Verify Conway’s construction for taking cube roots using a compass and a straightedge with a unit distance marked on it.

Suppose we have constructed a distance $k$, with $0 < k < 1$, with endpoints $A$ and $F$. Construct the line perpendicular to $AF$ through $F$, and construct the point $B$ on this line whose distance from $F$ is $\sqrt{1-k^2}$. (Note that, by the Pythagorean theorem, the distance from $A$ to $B$ is 1.) Now construct $E$ on $FB$ such that $F$ is between $E$ and $B$ and the distance from $E$ to $F$ is $\frac{1}{3}\sqrt{1-k^2}$. Extend the line through $A$ and $E$. Now, using the marked straightedge, construct the line passing through $B$ whose points of intersection with $AF$ and $AE$ are separated by a distance of 1. Call these points $C$ and $D$, and call the distances $BC$ and $AD$ $a$ and $b$, respectively, as in the following diagram.

Finally, construct the lines through $C$ perpendicular to $AF$ and $BE$, and call the distances from $C$ to these lines $y$ and $x$, respectively, as we have labeled in green in the following diagram.

Now $\triangle BFD$ and the triangle with vertices $C$ and $D$ and a side length $y$ are similar, so that (1) $\dfrac{y}{1} = \dfrac{\sqrt{1-k^2}}{1+a}$. Similarly, $\triangle BFD$ and the triangle with vertices $B$ and $C$ and side length $x$ are similar, so that (2) $\dfrac{x}{a} = \dfrac{b+k}{1+a}$. Likewise, $\triangle FAE$ and the triangle having vertices $A$ and $C$ and a side length $y$ are similar, so that (3) $\dfrac{y}{x-k} = \dfrac{\frac{1}{3}\sqrt{1-k^2}}{k} = \dfrac{\sqrt{1-k^2}}{3k}$.
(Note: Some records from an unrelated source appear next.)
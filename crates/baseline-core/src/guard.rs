//! Per-call timeouts, the run deadline and cooperative cancellation.
//!
//! Reads race against cancellation and the deadline. Mutations are never
//! started once the run is stopping, and once started they are only bounded
//! by the per-call timeout: an in-flight mutation is never dropped because of
//! a cancel, so its outcome is either known or explicitly "unknown".

use std::future::Future;
use std::time::Duration;

use tokio::time::Instant;
use tokio_util::sync::CancellationToken;

use baseline_contracts::api::ApiError;

/// Stand-in deadline when the configured one does not fit in an `Instant`.
const FAR_FUTURE: Duration = Duration::from_secs(86_400 * 365 * 30);

/// Why a guarded call did not produce an API result.
#[derive(Debug, Clone, PartialEq, Eq)]
pub enum CallError {
    /// The collaborator answered with an error.
    Api(ApiError),
    /// The call exceeded the per-call timeout.
    TimedOut(Duration),
    /// The run was cancelled or hit its deadline before the call finished
    /// (reads) or started (mutations).
    Interrupted,
}

/// Marker returned when work was not performed because the run stopped.
#[derive(Debug, Clone, Copy, PartialEq, Eq)]
pub struct Interrupted;

/// Shared per-run limits applied to every collaborator call.
#[derive(Debug, Clone)]
pub struct CallGuard {
    cancel: CancellationToken,
    deadline: Instant,
    call_timeout: Duration,
}

impl CallGuard {
    pub fn new(cancel: CancellationToken, run_deadline: Duration, call_timeout: Duration) -> Self {
        let now = Instant::now();
        Self {
            cancel,
            deadline: now.checked_add(run_deadline).unwrap_or(now + FAR_FUTURE),
            call_timeout,
        }
    }

    /// True once the run was cancelled or its deadline passed.
    pub fn is_stopped(&self) -> bool {
        self.cancel.is_cancelled() || Instant::now() >= self.deadline
    }

    pub fn call_timeout(&self) -> Duration {
        self.call_timeout
    }

    /// Run a read-only call. Abandoned early on cancel or deadline.
    pub async fn read<T, F>(&self, call: F) -> Result<T, CallError>
    where
        F: Future<Output = Result<T, ApiError>>,
    {
        if self.is_stopped() {
            return Err(CallError::Interrupted);
        }
        tokio::select! {
            _ = self.cancel.cancelled() => Err(CallError::Interrupted),
            _ = tokio::time::sleep_until(self.deadline) => Err(CallError::Interrupted),
            res = tokio::time::timeout(self.call_timeout, call) => match res {
                Ok(inner) => inner.map_err(CallError::Api),
                Err(_) => Err(CallError::TimedOut(self.call_timeout)),
            },
        }
    }

    /// Run a mutating call. Refused if the run is already stopping; once
    /// started it runs to completion or to the per-call timeout.
    pub async fn mutate<T, F>(&self, call: F) -> Result<T, CallError>
    where
        F: Future<Output = Result<T, ApiError>>,
    {
        if self.is_stopped() {
            return Err(CallError::Interrupted);
        }
        match tokio::time::timeout(self.call_timeout, call).await {
            Ok(inner) => inner.map_err(CallError::Api),
            Err(_) => Err(CallError::TimedOut(self.call_timeout)),
        }
    }

    /// Sleep for `duration` unless the run stops first. Returns false when
    /// interrupted.
    pub async fn pause(&self, duration: Duration) -> bool {
        if duration.is_zero() {
            return !self.is_stopped();
        }
        tokio::select! {
            _ = self.cancel.cancelled() => false,
            _ = tokio::time::sleep_until(self.deadline) => false,
            _ = tokio::time::sleep(duration) => true,
        }
    }
}

#[cfg(test)]
mod tests {
    use std::time::Duration;

    use pretty_assertions::assert_eq;
    use tokio_util::sync::CancellationToken;

    use baseline_contracts::api::ApiError;

    use super::{CallError, CallGuard};

    fn guard(token: &CancellationToken) -> CallGuard {
        CallGuard::new(token.clone(), Duration::from_secs(60), Duration::from_millis(50))
    }

    #[tokio::test]
    async fn read_passes_through_results() {
        let token = CancellationToken::new();
        let g = guard(&token);

        let ok: Result<u32, CallError> = g.read(async { Ok(7) }).await;
        assert_eq!(ok, Ok(7));

        let err: Result<u32, CallError> = g
            .read(async { Err(ApiError::new("AccessDenied", "no")) })
            .await;
        assert_eq!(err, Err(CallError::Api(ApiError::new("AccessDenied", "no"))));
    }

    #[tokio::test]
    async fn slow_read_times_out() {
        let token = CancellationToken::new();
        let g = guard(&token);
        let res: Result<(), CallError> = g
            .read(async {
                tokio::time::sleep(Duration::from_secs(5)).await;
                Ok(())
            })
            .await;
        assert_eq!(res, Err(CallError::TimedOut(Duration::from_millis(50))));
    }

    #[tokio::test]
    async fn cancelled_run_refuses_new_mutations() {
        let token = CancellationToken::new();
        let g = guard(&token);
        token.cancel();

        assert!(g.is_stopped());
        let res: Result<(), CallError> = g.mutate(async { Ok(()) }).await;
        assert_eq!(res, Err(CallError::Interrupted));
    }

    #[tokio::test]
    async fn started_mutation_survives_cancel() {
        let token = CancellationToken::new();
        let g = CallGuard::new(token.clone(), Duration::from_secs(60), Duration::from_secs(5));

        let canceller = token.clone();
        let res: Result<&str, CallError> = g
            .mutate(async move {
                canceller.cancel();
                tokio::time::sleep(Duration::from_millis(10)).await;
                Ok("done")
            })
            .await;
        assert_eq!(res, Ok("done"));
    }

    #[tokio::test]
    async fn pause_is_interrupted_by_cancel() {
        let token = CancellationToken::new();
        let g = guard(&token);
        let canceller = token.clone();
        tokio::spawn(async move {
            tokio::time::sleep(Duration::from_millis(10)).await;
            canceller.cancel();
        });
        assert!(!g.pause(Duration::from_secs(30)).await);
    }

    #[tokio::test]
    async fn unrepresentable_deadline_means_no_deadline() {
        let token = CancellationToken::new();
        let g = CallGuard::new(token, Duration::from_secs(u64::MAX), Duration::from_secs(1));
        assert!(!g.is_stopped());
        let res: Result<u32, CallError> = g.read(async { Ok(3) }).await;
        assert_eq!(res, Ok(3));
        assert!(g.pause(Duration::from_millis(1)).await);
    }

    #[tokio::test]
    async fn expired_deadline_stops_reads() {
        let token = CancellationToken::new();
        let g = CallGuard::new(token, Duration::ZERO, Duration::from_secs(1));
        let res: Result<(), CallError> = g.read(async { Ok(()) }).await;
        assert_eq!(res, Err(CallError::Interrupted));
    }
}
Finally, using the Pythagorean theorem on $\triangle BDF$, we have (4) $(1-k^2) + (b+k)^2 = (1+a)^2$. We can expand (4) and simplify to get the equation (4′) $b^2+2bk = 2a+a^2$.
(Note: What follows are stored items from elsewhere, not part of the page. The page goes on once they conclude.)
//! # baseline-audit
//!
//! Append-only, SHA-256 hash-chained journal of every mutating call the
//! baseline applier makes.
//!
//! Every `MutationRecord` is wrapped in a `JournalEntry` that links to the
//! previous entry through its hash. Changing any stored byte breaks the chain
//! and `verify_chain` detects it.
//!
//! ## Usage
//!
//! ```rust,ignore
//! use std::sync::Arc;
//! use baseline_audit::InMemoryJournal;
//!
//! let journal = Arc::new(InMemoryJournal::open("baseline-journal.json")?);
//! let runner = Runner::new(catalog, account).with_journal(journal.clone());
//! runner.apply(cancel).await?;
//! assert!(journal.verify_integrity());
//! ```

pub mod chain;
pub mod entry;
pub mod memory;

pub use chain::{hash_entry, verify_chain};
pub use entry::{JournalEntry, JournalLog};
pub use memory::InMemoryJournal;

// ── Tests ─────────────────────────────────────────────────────────────────────
//! Security Hub, a per-region singleton.
//!
//! Standards are named in the catalog by their short id, e.g.
//! `aws-foundational-security-best-practices/v/1.0.0`; the service wants
//! full ARNs, which differ in shape between regional standards and the
//! global CIS ruleset.

use std::collections::{BTreeMap, BTreeSet};

use serde_json::{json, Map, Value};

use baseline_contracts::{api::ApiError, state::ResourceSnapshot, state::StateDiff};

use super::{desired_bool, put_if, tags_from_map, Args, AwsCliAccount};

const NOT_ENABLED: &[&str] = &["InvalidAccessException", "ResourceNotFoundException"];

fn standard_arn(region: &str, id: &str) -> String {
    if id.starts_with("cis-aws-foundations-benchmark/v/1.2.0") {
        format!("arn:aws:securityhub:::ruleset/{id}")
    } else {
        format!("arn:aws:securityhub:{region}::standards/{id}")
    }
}

/// The short id in a standards ARN: the part after `standards/` or `ruleset/`.
fn short_id(arn: &str) -> Option<&str> {
    arn.split_once(":standards/")
        .or_else(|| arn.split_once(":ruleset/"))
        .map(|(_, id)| id)
}

struct Subscription {
    subscription_arn: String,
    id: String,
}

async fn subscriptions(cli: &AwsCliAccount) -> Result<Vec<Subscription>, ApiError> {
    let enabled = cli.call("securityhub", "get-enabled-standards", Args::new()).await?;
    Ok(enabled["StandardsSubscriptions"]
        .as_array()
        .into_iter()
        .flatten()
        .filter(|s| s["StandardsStatus"].as_str() != Some("DELETING"))
        .filter_map(|s| {
            Some(Subscription {
                subscription_arn: s["StandardsSubscriptionArn"].as_str()?.to_string(),
                id: short_id(s["StandardsArn"].as_str()?)?.to_string(),
            })
        })
        .collect())
}

pub(super) async fn describe(cli: &AwsCliAccount) -> Result<Option<ResourceSnapshot>, ApiError> {
    let Some(hub) = cli
        .call_optional("securityhub", "describe-hub", Args::new(), NOT_ENABLED)
        .await?
    else {
        return Ok(None);
    };

    let mut attributes = Map::new();
    let standards: Vec<Value> = subscriptions(cli)
        .await?
        .into_iter()
        .map(|s| Value::String(s.id))
        .collect();
    attributes.insert("standards".to_string(), Value::Array(standards));
    put_if(&mut attributes, "auto_enable_controls", hub.get("AutoEnableControls").cloned());

    let tags = match hub["HubArn"].as_str() {
        Some(arn) => {
            let listed = cli
                .call("securityhub", "list-tags-for-resource", Args::new().opt("--resource-arn", arn))
                .await?;
            tags_from_map(&listed["Tags"])
        }
        None => BTreeMap::new(),
    };

    Ok(Some(ResourceSnapshot { attributes: Value::Object(attributes), tags }))
}

fn desired_standards(desired: &Value) -> BTreeSet<&str> {
    desired["standards"]
        .as_array()
        .into_iter()
        .flatten()
        .filter_map(Value::as_str)
        .collect()
}

async fn enable_standards(cli: &AwsCliAccount, ids: &[&str]) -> Result<(), ApiError> {
    if ids.is_empty() {
        return Ok(());
    }
    let requests: Vec<Value> = ids
        .iter()
        .map(|id| json!({ "StandardsArn": standard_arn(cli.region(), id) }))
        .collect();
    cli.call(
        "securityhub",
        "batch-enable-standards",
        Args::new().json("--standards-subscription-requests", &Value::Array(requests)),
    )
    .await?;
    Ok(())
}

async fn set_auto_enable(cli: &AwsCliAccount, on: bool) -> Result<(), ApiError> {
    cli.call(
        "securityhub",
        "update-security-hub-configuration",
        Args::new().toggle("auto-enable-controls", on),
    )
    .await?;
    Ok(())
}

pub(super) async fn create(
    cli: &AwsCliAccount,
    desired: &Value,
    tags: &BTreeMap<String, String>,
) -> Result<(), ApiError> {
    let tag_map: Map<String, Value> = tags
        .iter()
        .map(|(k, v)| (k.clone(), Value::String(v.clone())))
        .collect();
    cli.call(
        "securityhub",
        "enable-security-hub",
        Args::new()
            .flag("--no-enable-default-standards")
            .json("--tags", &Value::Object(tag_map)),
    )
    .await?;

    let wanted: Vec<&str> = desired_standards(desired).into_iter().collect();
    enable_standards(cli, &wanted).await?;
    if let Some(on) = desired_bool(desired, "auto_enable_controls") {
        set_auto_enable(cli, on).await?;
    }
    Ok(())
}

pub(super) async fn update(cli: &AwsCliAccount, desired: &Value, diff: &StateDiff) -> Result<(), ApiError> {
    let changed = diff.attributes();

    if changed.contains(&"standards") {
        let wanted = desired_standards(desired);
        let current = subscriptions(cli).await?;

        let missing: Vec<&str> = wanted
            .iter()
            .copied()
            .filter(|id| !current.iter().any(|s| s.id == *id))
            .collect();
        enable_standards(cli, &missing).await?;

        let extra: Vec<Value> = current
            .iter()
            .filter(|s| !wanted.contains(s.id.as_str()))
            .map(|s| Value::String(s.subscription_arn.clone()))
            .collect();
        if !extra.is_empty() {
            cli.call(
                "securityhub",
                "batch-disable-standards",
                Args::new().json("--standards-subscription-arns", &Value::Array(extra)),
            )
            .await?;
        }
    }

    if changed.contains(&"auto_enable_controls") {
        set_auto_enable(cli, desired_bool(desired, "auto_enable_controls").unwrap_or(true)).await?;
    }
    Ok(())
}

pub(super) async fn delete(cli: &AwsCliAccount) -> Result<(), ApiError> {
    cli.call("securityhub", "disable-security-hub", Args::new()).await?;
    Ok(())
}
//! # baseline-contracts
//!
//! Shared types and error contracts for the governance baseline applier.
//!
//! Every crate in the workspace imports from here. No business logic lives in
//! this crate, only data definitions and error types.

pub mod api;
pub mod control;
pub mod decision;
pub mod error;
pub mod journal;
pub mod report;
pub mod state;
Solving (1) and (3) for $y/\sqrt{1-k^2}$, we see that $\dfrac{1}{1+a} = \dfrac{x-k}{3k}$. Solve for $x$ to get (5) $x = k + \dfrac{3k}{1+a}$. Equating with (2), we have $\dfrac{3k}{1+a} + k = \dfrac{a(b+k)}{1+a}$, which simplifies to (6) $ab = 4k$. Using (6) to eliminate $b$ in (4′), we have $a = 2k^{2/3}$. (Hint: clear denominators and note that $2+a$ is a factor.) Similarly, eliminating $a$ yields $b = 2k^{1/3}$, as desired.